ペレチノイン(NIK-333)の1日当たり600mg投与が治癒切除を行った肝細胞癌(HCC)の再発を抑制できることを示した国内実施フェーズ2/3試験の結果が改めて発表された。9月10日から12日にカナダモントリオールで開催された第4回International Liver Cancer association(ILCA)年会で、Peretinoin Study Groupを代表して社会保険下関厚生病院院長の沖田極氏が発表した。

 同じ内容は、今年の米国臨床腫瘍学会(ASCO)で発表されている。ASCOではディスカッサントがネガティブ試験と評したが、沖田氏は「ネガティブな結果ではない。抗癌剤として評価されるとASCOのように評されるが、明らかにある特定の時期から600mg群だけ無再発生存曲線が直線になっており、ペレチノインの肝癌再発抑制効果が認められる。再発予防の評価には抗癌剤の評価とは別の考え方が必要だ」と語った。

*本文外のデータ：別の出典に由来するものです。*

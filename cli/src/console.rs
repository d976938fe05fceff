//! Console rendering of session events.

use std::sync::Mutex;

use tether_session::{ServerErrorInfo, ServerState, SessionError, SessionObserver, StatusUpdate};

/// Prints state transitions, start failures and server errors to stdout.
#[derive(Default)]
pub struct ConsoleObserver {
    last_state: Mutex<ServerState>,
}

impl ConsoleObserver {
    /// The line to print for `update`, if its state differs from the last one
    /// printed.
    fn transition(&self, update: &StatusUpdate) -> Option<String> {
        let mut last = self
            .last_state
            .lock()
            .unwrap_or_else(std::sync::PoisonError::into_inner);
        if *last == update.state {
            return None;
        }
        *last = update.state;
        Some(format!("server: {}", update.status_line()))
    }
}

impl SessionObserver for ConsoleObserver {
    fn on_status(&self, update: &StatusUpdate) {
        if let Some(line) = self.transition(update) {
            println!("{line}");
        }
    }

    fn on_server_error(&self, error: &ServerErrorInfo) {
        print!("{}", render_server_error(error));
    }

    fn on_started(&self) {
        println!("server started");
    }

    fn on_start_failed(&self, error: &SessionError) {
        println!("{}", render_start_failure(error));
    }

    fn on_session_cleared(&self) {
        println!("server stopped");
    }
}

pub fn render_start_failure(error: &SessionError) -> String {
    if error.is_retryable() {
        format!("error: {error} (type `restart` to retry)")
    } else {
        format!("error: {error}")
    }
}

pub fn render_server_error(error: &ServerErrorInfo) -> String {
    let mut out = format!("server error: {error}\n");
    for line in error.remediation() {
        out.push_str("  - ");
        out.push_str(&line);
        out.push('\n');
    }
    out
}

 フェーズ2/3試験は国内41施設で、2005年3月から2007年3月まで患者登録が行われた。原発性HCC患者または最初の再発が起きたHCC患者で、治癒的切除を行った401人が対象。全員がHCV陽性患者だった。患者は1日にペレチノインを600mgを投与する群(134人)、1日にペレチノインを300mg投与する群(134人)、プラセボを投与する群(133人)に分けられ、最長96週間投与された。ペレチノイン600mg群134人のうち、安全性の評価には132人、再発抑制の評価には124人のデータが使われた。ペレチノイン300mg群134人のうち安全性の評価には131人、再発抑制の評価には126人のデータが使われた。プラセボ群133人のうち安全性の評価には129人、再発抑制の評価には127人のデータが使われた。

 試験の結果、追跡期間中央値2.5年で、ペレチノイン600mg群の1年無再発生存率は71.9%、2年無再発生存率は48.3%、3年無再発生存率は43.7%だった。ペレチノイン300mg群の1年無再発生存率は63.6%、2年無再発生存率は43.4%、3年無再発生存率は24.9%、プラセボ群の1年無再発生存率は66.0%、2年無再発生存率は42.3%、3年無再発生存率は29.3%となり、ペレチノイン600mg群で再発抑制効果が確認された。ペレチノイン600mg群のプラセボに対するハザード比は2年以上で0.27(95%信頼区間:0.07−0.96)と統計学的に有意に再発を抑制した。

 一方、ペレチノインの副作用として多く見られたのは尿中アルブミン、高血圧、頭痛だった。